1. U.S. equity markets stumbled in February. Non-U.S. developed equity markets continued to outperform, generating a year-to-date return near 8%.
2. All that glitters is not gold, but gold’s performance has shined the brightest.
3. The inflation rate appears to have plateaued around 1% above its pre-pandemic levels.
The Atlanta Federal Reserve Bank’s measure of “sticky price” inflation (think rent, insurance and medical care) has dipped but is still running at a 3.5% annual rate. We anticipate a further moderation in owners’ equivalent rent.

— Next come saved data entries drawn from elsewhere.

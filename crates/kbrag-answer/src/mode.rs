use async_trait::async_trait;
use serde::{Deserialize, Serialize};
use std::fmt;
use std::str::FromStr;

use kbrag_core::{Error, Result};

use crate::agent::AnswerAgent;
use crate::chain::AnswerChain;

#[derive(Debug, Clone, Copy, PartialEq, Eq, Serialize, Deserialize, Default)]
#[serde(rename_all = "lowercase")]
pub enum Mode {
    #[default]
    Chain,
    Agent,
}

impl Mode {
    pub fn as_str(&self) -> &'static str {
        match self {
            Mode::Chain => "chain",
            Mode::Agent => "agent",
        }
    }
}

impl fmt::Display for Mode {
    fn fmt(&self, f: &mut fmt::Formatter<'_>) -> fmt::Result {
        f.write_str(self.as_str())
    }
}

impl FromStr for Mode {
    type Err = Error;

    fn from_str(s: &str) -> Result<Self> {
        match s {
            "chain" => Ok(Mode::Chain),
            "agent" => Ok(Mode::Agent),
            other => Err(Error::InvalidRequest(format!("mode must be 'chain' or 'agent', got '{other}'"))),
        }
    }
}

/// Something that turns a question into an answer text.
#[async_trait]
pub trait Answerer: Send + Sync {
    async fn answer(&self, question: &str, k: usize) -> Result<String>;
}

#[async_trait]
impl Answerer for AnswerChain {
    async fn answer(&self, question: &str, k: usize) -> Result<String> {
        AnswerChain::answer(self, question, k).await
    }
}

#[async_trait]
impl Answerer for AnswerAgent {
    /// The model picks its own `k` through the tool; the request's `k` only sizes the matches.
    async fn answer(&self, question: &str, _k: usize) -> Result<String> {
        Ok(self.run(question).await?.answer)
    }
}
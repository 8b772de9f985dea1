pub mod builder;
pub mod flat;
pub mod schema;
pub mod search;
pub mod store;
pub mod table;
pub mod writer;

pub use builder::{BuildReport, IndexBuilder};
pub use flat::FlatIndex;
pub use search::LanceIndex;
pub use store::{IndexOpener, IndexStore, LanceOpener, PreloadedOpener};
pub use table::IndexMeta;
pub use writer::LanceDbIndexer;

4. While the moderation in owners’ equivalent rent will put downward pressure on the inflation rate, tariffs are likely to exert upward pressure on the inflation rate. The combination of a slowdown in government spending due to DOGE initiatives and the impact of tariffs, including disrupting business planning, will put downward pressure on economic growth. Continued market volatility and profit margin pressures are likely the only certainties.
As of March 20, 2025, S&P 500 companies have reported year-over-year earnings growth of 18.3%, driven by strong margin expansion and revenues increasing 5.4%. According to FactSet, analysts are forecasting 11% earnings growth for calendar year 2025.
The challenge for companies will be maintaining earnings growth, when profit margins are near all-time highs as a percentage of GDP and revenues and profit margins face the headwinds of tariffs, inflation, and reduced government spending.